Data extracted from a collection
● ● ● ● ●

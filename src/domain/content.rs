//! Data model for the content library (`data.json`).
//!
//! The library is supplied by external content producers (bulk import,
//! manual editing, scraping pipelines) and is read-only at runtime except
//! for wholesale replacement through the import page.

use serde::{Deserialize, Serialize};
use std::collections::BTreeMap;

#[derive(Debug, Clone, Serialize, Deserialize)]
pub struct Meta {
  #[serde(default)]
  pub version: String,
  #[serde(default)]
  pub created: String,
}

impl Default for Meta {
  fn default() -> Self {
    Self {
      version: "2.0".to_string(),
      created: String::new(),
    }
  }
}

#[derive(Debug, Clone, Default, Serialize, Deserialize)]
pub struct Library {
  #[serde(default)]
  pub meta: Meta,
  #[serde(default)]
  pub books: BTreeMap<String, Book>,
  /// Seed cards handed to the SRS scheduler on import
  #[serde(default)]
  pub srs_cards: Vec<CardSeed>,
  #[serde(default)]
  pub tests: BTreeMap<String, LevelTest>,
}

impl Library {
  pub fn total_lessons(&self) -> usize {
    self.books.values().map(|b| b.lessons.len()).sum()
  }

  pub fn lesson(&self, book_key: &str, lesson_id: i64) -> Option<&Lesson> {
    self
      .books
      .get(book_key)?
      .lessons
      .iter()
      .find(|l| l.id == lesson_id)
  }
}

#[derive(Debug, Clone, Default, Serialize, Deserialize)]
pub struct Book {
  pub title: String,
  #[serde(default)]
  pub lessons: Vec<Lesson>,
}

#[derive(Debug, Clone, Serialize, Deserialize)]
pub struct Lesson {
  pub id: i64,
  pub title: String,
  #[serde(default)]
  pub level: Option<String>,
  #[serde(default)]
  pub summary: String,
  #[serde(default)]
  pub objectives: Vec<String>,
  #[serde(default)]
  pub explanations: Option<String>,
  #[serde(default)]
  pub vocabulary: Vec<VocabEntry>,
  #[serde(default)]
  pub exercises: Vec<Exercise>,
  /// Speaking prompts, presented without auto-grading
  #[serde(default)]
  pub speaking: Vec<String>,
}

#[derive(Debug, Clone, Serialize, Deserialize)]
pub struct VocabEntry {
  pub word: String,
  pub translation: String,
  #[serde(default)]
  pub example: Option<String>,
}

/// A `{front, back}` pair from an external content producer.
#[derive(Debug, Clone, PartialEq, Eq, Serialize, Deserialize)]
pub struct CardSeed {
  pub front: String,
  pub back: String,
}

#[derive(Debug, Clone, Serialize, Deserialize)]
#[serde(tag = "type", rename_all = "snake_case")]
pub enum Exercise {
  MultipleChoice {
    question: String,
    options: Vec<String>,
    /// Index into `options`
    answer: usize,
    #[serde(default)]
    feedback: String,
  },
  GapFill {
    question: String,
    answer: String,
    #[serde(default)]
    alternatives: Vec<String>,
    #[serde(default)]
    feedback: String,
  },
  Transformation {
    question: String,
    answer: String,
    #[serde(default)]
    alternatives: Vec<String>,
    #[serde(default)]
    feedback: String,
  },
  Correction {
    question: String,
    answer: String,
    #[serde(default)]
    alternatives: Vec<String>,
    #[serde(default)]
    feedback: String,
  },
  Production {
    question: String,
    #[serde(default)]
    feedback: String,
  },
}

impl Exercise {
  pub fn question(&self) -> &str {
    match self {
      Self::MultipleChoice { question, .. }
      | Self::GapFill { question, .. }
      | Self::Transformation { question, .. }
      | Self::Correction { question, .. }
      | Self::Production { question, .. } => question,
    }
  }

  pub fn kind(&self) -> &'static str {
    match self {
      Self::MultipleChoice { .. } => "multiple_choice",
      Self::GapFill { .. } => "gap_fill",
      Self::Transformation { .. } => "transformation",
      Self::Correction { .. } => "correction",
      Self::Production { .. } => "production",
    }
  }
}

#[derive(Debug, Clone, Default, Serialize, Deserialize)]
pub struct LevelTest {
  pub title: String,
  #[serde(default)]
  pub duration: Option<String>,
  #[serde(default)]
  pub questions: Vec<TestQuestion>,
}

#[derive(Debug, Clone, Serialize, Deserialize)]
pub struct TestQuestion {
  pub question: String,
  pub answer: String,
  #[serde(default)]
  pub alternatives: Vec<String>,
}

#[cfg(test)]
mod tests {
  use super::*;

  #[test]
  fn test_parse_minimal_library() {
    let json = r#"{"meta": {"version": "2.0"}}"#;
    let lib: Library = serde_json::from_str(json).unwrap();
    assert_eq!(lib.meta.version, "2.0");
    assert!(lib.books.is_empty());
    assert!(lib.srs_cards.is_empty());
    assert_eq!(lib.total_lessons(), 0);
  }

  #[test]
  fn test_parse_exercise_variants() {
    let json = r#"[
      {"type": "multiple_choice", "question": "Pick one", "options": ["a", "b"], "answer": 1},
      {"type": "gap_fill", "question": "I ___ happy", "answer": "am", "alternatives": ["'m"]},
      {"type": "transformation", "question": "Make it negative", "answer": "I am not tired"},
      {"type": "correction", "question": "I is tall", "answer": "I am tall"},
      {"type": "production", "question": "Introduce yourself"}
    ]"#;
    let exercises: Vec<Exercise> = serde_json::from_str(json).unwrap();
    assert_eq!(exercises.len(), 5);
    assert_eq!(exercises[0].kind(), "multiple_choice");
    assert_eq!(exercises[1].kind(), "gap_fill");
    assert_eq!(exercises[4].question(), "Introduce yourself");
  }

  #[test]
  fn test_parse_full_lesson() {
    let json = r#"{
      "id": 3,
      "title": "Greetings",
      "level": "A1",
      "summary": "Say hello",
      "objectives": ["Greet people"],
      "vocabulary": [{"word": "hello", "translation": "bonjour", "example": "Hello, Tom!"}],
      "exercises": [{"type": "production", "question": "Greet a colleague"}],
      "speaking": ["Read the dialogue out loud"]
    }"#;
    let lesson: Lesson = serde_json::from_str(json).unwrap();
    assert_eq!(lesson.id, 3);
    assert_eq!(lesson.level.as_deref(), Some("A1"));
    assert_eq!(lesson.vocabulary.len(), 1);
    assert_eq!(lesson.speaking.len(), 1);
  }

  #[test]
  fn test_lesson_lookup() {
    let json = r#"{
      "books": {
        "forty_lessons": {
          "title": "40 Lessons",
          "lessons": [{"id": 1, "title": "To be"}, {"id": 2, "title": "Articles"}]
        }
      }
    }"#;
    let lib: Library = serde_json::from_str(json).unwrap();
    assert_eq!(lib.total_lessons(), 2);
    assert_eq!(lib.lesson("forty_lessons", 2).unwrap().title, "Articles");
    assert!(lib.lesson("forty_lessons", 9).is_none());
    assert!(lib.lesson("missing", 1).is_none());
  }
}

● ● ● ● ●

Word for word, set down all of the records above.

• Exercise result:
filename src/domain/content.rs
//! Data model for the content library (`data.json`).
//!
//! The library is supplied by external content producers (bulk import,
//! manual editing, scraping pipelines) and is read-only at runtime except
//! for wholesale replacement through the import page.

use serde::{Deserialize, Serialize};
use std::collections::BTreeMap;

#[derive(Debug, Clone, Serialize, Deserialize)]
pub struct Meta {
  #[serde(default)]
  pub version: String,
  #[serde(default)]
  pub created: String,
}

impl Default for Meta {
  fn default() -> Self {
    Self {
      version: "2.0".to_string(),
      created: String::new(),
    }
  }
}

#[derive(Debug, Clone, Default, Serialize, Deserialize)]
pub struct Library {
  #[serde(default)]
  pub meta: Meta,
  #[serde(default)]
  pub books: BTreeMap<String, Book>,
  /// Seed cards handed to the SRS scheduler on import
  #[serde(default)]
  pub srs_cards: Vec<CardSeed>,
  #[serde(default)]
  pub tests: BTreeMap<String, LevelTest>,
}

impl Library {
  pub fn total_lessons(&self) -> usize {
    self.books.values().map(|b| b.lessons.len()).sum()
  }

  pub fn lesson(&self, book_key: &str, lesson_id: i64) -> Option<&Lesson> {
    self
      .books
      .get(book_key)?
      .lessons
      .iter()
      .find(|l| l.id == lesson_id)
  }
}

#[derive(Debug, Clone, Default, Serialize, Deserialize)]
pub struct Book {
  pub title: String,
  #[serde(default)]
  pub lessons: Vec<Lesson>,
}

#[derive(Debug, Clone, Serialize, Deserialize)]
pub struct Lesson {
  pub id: i64,
  pub title: String,
  #[serde(default)]
  pub level: Option<String>,
  #[serde(default)]
  pub summary: String,
  #[serde(default)]
  pub objectives: Vec<String>,
  #[serde(default)]
  pub explanations: Option<String>,
  #[serde(default)]
  pub vocabulary: Vec<VocabEntry>,
  #[serde(default)]
  pub exercises: Vec<Exercise>,
  /// Speaking prompts, presented without auto-grading
  #[serde(default)]
  pub speaking: Vec<String>,
}

#[derive(Debug, Clone, Serialize, Deserialize)]
pub struct VocabEntry {
  pub word: String,
  pub translation: String,
  #[serde(default)]
  pub example: Option<String>,
}

/// A `{front, back}` pair from an external content producer.
#[derive(Debug, Clone, PartialEq, Eq, Serialize, Deserialize)]
pub struct CardSeed {
  pub front: String,
  pub back: String,
}

#[derive(Debug, Clone, Serialize, Deserialize)]
#[serde(tag = "type", rename_all = "snake_case")]
pub enum Exercise {
  MultipleChoice {
    question: String,
    options: Vec<String>,
    /// Index into `options`
    answer: usize,
    #[serde(default)]
    feedback: String,
  },
  GapFill {
    question: String,
    answer: String,
    #[serde(default)]
    alternatives: Vec<String>,
    #[serde(default)]
    feedback: String,
  },
  Transformation {
    question: String,
    answer: String,
    #[serde(default)]
    alternatives: Vec<String>,
    #[serde(default)]
    feedback: String,
  },
  Correction {
    question: String,
    answer: String,
    #[serde(default)]
    alternatives: Vec<String>,
    #[serde(default)]
    feedback: String,
  },
  Production {
    question: String,
    #[serde(default)]
    feedback: String,
  },
}

impl Exercise {
  pub fn question(&self) -> &str {
    match self {
      Self::MultipleChoice { question, .. }
      | Self::GapFill { question, .. }
      | Self::Transformation { question, .. }
      | Self::Correction { question, .. }
      | Self::Production { question, .. } => question,
    }
  }

  pub fn kind(&self) -> &'static str {
    match self {
      Self::MultipleChoice { .. } => "multiple_choice",
      Self::GapFill { .. } => "gap_fill",
      Self::Transformation { .. } => "transformation",
      Self::Correction { .. } => "correction",
      Self::Production { .. } => "production",
    }
  }
}

#[derive(Debug, Clone, Default, Serialize, Deserialize)]
pub struct LevelTest {
  pub title: String,
  #[serde(default)]
  pub duration: Option<String>,
  #[serde(default)]
  pub questions: Vec<TestQuestion>,
}

#[derive(Debug, Clone, Serialize, Deserialize)]
pub struct TestQuestion {
  pub question: String,
  pub answer: String,
  #[serde(default)]
  pub alternatives: Vec<String>,
}

#[cfg(test)]
mod tests {
  use super::*;

  #[test]
  fn test_parse_minimal_library() {
    let json = r#"{"meta": {"version": "2.0"}}"#;
    let lib: Library = serde_json::from_str(json).unwrap();
    assert_eq!(lib.meta.version, "2.0");
    assert!(lib.books.is_empty());
    assert!(lib.srs_cards.is_empty());
    assert_eq!(lib.total_lessons(), 0);
  }

  #[test]
  fn test_parse_exercise_variants() {
    let json = r#"[
      {"type": "multiple_choice", "question": "Pick one", "options": ["a", "b"], "answer": 1},
      {"type": "gap_fill", "question": "I ___ happy", "answer": "am", "alternatives": ["'m"]},
      {"type": "transformation", "question": "Make it negative", "answer": "I am not tired"},
      {"type": "correction", "question": "I is tall", "answer": "I am tall"},
      {"type": "production", "question": "Introduce yourself"}
    ]"#;
    let exercises: Vec<Exercise> = serde_json::from_str(json).unwrap();
    assert_eq!(exercises.len(), 5);
    assert_eq!(exercises[0].kind(), "multiple_choice");
    assert_eq!(exercises[1].kind(), "gap_fill");
    assert_eq!(exercises[4].question(), "Introduce yourself");
  }

  #[test]
  fn test_parse_full_lesson() {
    let json = r#"{
      "id": 3,
      "title": "Greetings",
      "level": "A1",
      "summary": "Say hello",
      "objectives": ["Greet people"],
      "vocabulary": [{"word": "hello", "translation": "bonjour", "example": "Hello, Tom!"}],
      "exercises": [{"type": "production", "question": "Greet a colleague"}],
      "speaking": ["Read the dialogue out loud"]
    }"#;
    let lesson: Lesson = serde_json::from_str(json).unwrap();
    assert_eq!(lesson.id, 3);
    assert_eq!(lesson.level.as_deref(), Some("A1"));
    assert_eq!(lesson.vocabulary.len(), 1);
    assert_eq!(lesson.speaking.len(), 1);
  }

  #[test]
  fn test_lesson_lookup() {
    let json = r#"{
      "books": {
        "forty_lessons": {
          "title": "40 Lessons",
          "lessons": [{"id": 1, "title": "To be"}, {"id": 2, "title": "Articles"}]
        }
      }
    }"#;
    let lib: Library = serde_json::from_str(json).unwrap();
    assert_eq!(lib.total_lessons(), 2);
    assert_eq!(lib.lesson("forty_lessons", 2).unwrap().title, "Articles");
    assert!(lib.lesson("forty_lessons", 9).is_none());
    assert!(lib.lesson("missing", 1).is_none());
  }
}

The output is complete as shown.